Na⁺ occupancy and Mg²⁺ block of the N-methyl-D-aspartate receptor channel

The effect of extracellular and intracellular Na⁺ on the single-channel kinetics of Mg²⁺ block was studied in recombinant NR1-NR2B NMDA receptor channels. Na⁺ prevents Mg²⁺ access to its blocking site by occupying two sites in the external portion of the permeation pathway. The occupancy of these sites by intracellular, but not extracellular, Na⁺ is voltage-dependent. In the absence of competing ions, Mg²⁺ binds rapidly (>10⁸ M^-1s^-1, with no membrane potential) to a site that is located 0.60 through the electric field from the extracellular surface. Occupancy of one of the external sites by Na⁺ may be sufficient to prevent Mg²⁺ dissociation from the channel back to the extracellular compartment.

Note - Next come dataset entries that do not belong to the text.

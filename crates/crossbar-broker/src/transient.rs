// Session-bound queue lifetimes.
use crate::directory::Directory;
use std::collections::{HashMap, HashSet};
use std::sync::Mutex;

/// Which queue names must be destroyed when a session goes inactive.
///
/// The registry stores names, not queue handles; a queue destroyed by
/// other means simply makes the later reclaim a no-op for that name.
#[derive(Debug, Default)]
pub struct TransientRegistry {
    by_session: Mutex<HashMap<String, HashSet<String>>>,
}

impl TransientRegistry {
    pub fn new() -> Self {
        Self::default()
    }

    /// Bind `queue`'s lifetime to `session`.
    pub fn register(&self, session: &str, queue: &str) {
        let mut by_session = self.by_session.lock().expect("transient lock");
        by_session
            .entry(session.to_string())
            .or_default()
            .insert(queue.to_string());
    }

    /// Destroy every queue registered to `session` and forget the session.
    /// Called only when the session's last connection has just closed.
    pub async fn reclaim(&self, directory: &Directory, session: &str) {
        let names = {
            let mut by_session = self.by_session.lock().expect("transient lock");
            by_session.remove(session).unwrap_or_default()
        };
        for name in names {
            tracing::debug!(session, queue = %name, "reclaiming transient queue");
            directory.remove(&name).await;
        }
    }

    /// Union of every session's transient names, for the diagnostics
    /// transient/permanent partition.
    pub fn all_names(&self) -> HashSet<String> {
        let by_session = self.by_session.lock().expect("transient lock");
        by_session.values().flatten().cloned().collect()
    }
}

#[cfg(test)]
mod tests {
    use super::*;

    #[tokio::test]
    async fn reclaim_destroys_registered_queues() {
        let directory = Directory::new();
        let transients = TransientRegistry::new();
        directory.add("t-one").await;
        directory.add("t-two").await;
        directory.add("keep").await;
        transients.register("alice", "t-one");
        transients.register("alice", "t-two");

        transients.reclaim(&directory, "alice").await;
        assert_eq!(directory.list("").await, vec!["keep"]);
        // The session is forgotten; reclaiming again touches nothing.
        transients.reclaim(&directory, "alice").await;
        assert_eq!(directory.list("").await, vec!["keep"]);
    }

    #[tokio::test]
    async fn reclaim_tolerates_already_destroyed_names() {
        let directory = Directory::new();
        let transients = TransientRegistry::new();
        transients.register("bob", "ghost");
        transients.reclaim(&directory, "bob").await;
        assert!(directory.list("").await.is_empty());
    }

    #[test]
    fn all_names_unions_every_session() {
        let transients = TransientRegistry::new();
        transients.register("a", "q1");
        transients.register("a", "q2");
        transients.register("b", "q2");
        transients.register("b", "q3");
        let names = transients.all_names();
        assert_eq!(names.len(), 3);
        assert!(names.contains("q2"));
    }
}
//! Strongly-typed identifiers used across the domain.

use core::str::FromStr;
use serde::{Deserialize, Serialize};
use uuid::Uuid;

use crate::error::DomainError;

/// Identifier of an item template.
#[derive(Debug, Copy, Clone, PartialEq, Eq, Hash, PartialOrd, Ord, Serialize, Deserialize)]
#[serde(transparent)]
pub struct TemplateId(Uuid);

/// Identifier of a storage location.
#[derive(Debug, Copy, Clone, PartialEq, Eq, Hash, PartialOrd, Ord, Serialize, Deserialize)]
#[serde(transparent)]
pub struct LocationId(Uuid);

/// Identifier of a physical inventory item.
#[derive(Debug, Copy, Clone, PartialEq, Eq, Hash, PartialOrd, Ord, Serialize, Deserialize)]
#[serde(transparent)]
pub struct ItemId(Uuid);

macro_rules! impl_uuid_newtype {
    ($t:ty, $name:literal) => {
        impl $t {
            /// Create a new identifier.
            ///
            /// Uses UUIDv7 (time-ordered). Prefer passing IDs explicitly in tests
            /// for determinism.
            pub fn new() -> Self {
                Self(Uuid::now_v7())
            }

            pub fn from_uuid(uuid: Uuid) -> Self {
                Self(uuid)
            }

            pub fn as_uuid(&self) -> &Uuid {
                &self.0
            }
        }

        impl Default for $t {
            fn default() -> Self {
                Self::new()
            }
        }

        impl core::fmt::Display for $t {
            fn fmt(&self, f: &mut core::fmt::Formatter<'_>) -> core::fmt::Result {
                core::fmt::Display::fmt(&self.0, f)
            }
        }

        impl From<Uuid> for $t {
            fn from(value: Uuid) -> Self {
                Self(value)
            }
        }

        impl From<$t> for Uuid {
            fn from(value: $t) -> Self {
                value.0
            }
        }

        impl FromStr for $t {
            type Err = DomainError;

            fn from_str(s: &str) -> Result<Self, Self::Err> {
                let uuid = Uuid::from_str(s.trim())
                    .map_err(|e| DomainError::invalid_id(format!("{}: {}", $name, e)))?;
                Ok(Self(uuid))
            }
        }
    };
}

impl_uuid_newtype!(TemplateId, "TemplateId");
impl_uuid_newtype!(LocationId, "LocationId");
impl_uuid_newtype!(ItemId, "ItemId");

#[cfg(test)]
mod tests {
    use super::*;

    #[test]
    fn display_and_parse_agree() {
        let id = TemplateId::new();
        let parsed: TemplateId = id.to_string().parse().unwrap();
        assert_eq!(parsed, id);
    }

    #[test]
    fn parse_rejects_garbage_with_type_name() {
        let err = "not-a-uuid".parse::<LocationId>().unwrap_err();
        match err {
            DomainError::InvalidId(msg) => assert!(msg.starts_with("LocationId")),
            other => panic!("expected InvalidId, got {other:?}"),
        }
    }

    #[test]
    fn empty_string_is_not_an_id() {
        assert!("".parse::<ItemId>().is_err());
    }
}
//! `curator-core`: domain foundation building blocks.
//!
//! This crate contains **pure domain** primitives (no infrastructure concerns).

pub mod entity;
pub mod error;
pub mod id;

pub use entity::{index_by_id, Entity};
pub use error::{DomainError, DomainResult};
pub use id::{ItemId, LocationId, TemplateId};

With no membrane potential; and in the absence of competing ions, the Mg²⁺ dissociation rate constant is >10 times greater than the Mg²⁺ permeation rate constant, and the Mg²⁺ equilibrium dissociation constant is ∼12 μM. Physiological concentrations of extracellular Na⁺ reduce the Mg²⁺ association rate constant ∼40-fold but, because of the "lock-in" effect, reduce the Mg²⁺ equilibrium dissociation constant only ∼18-fold.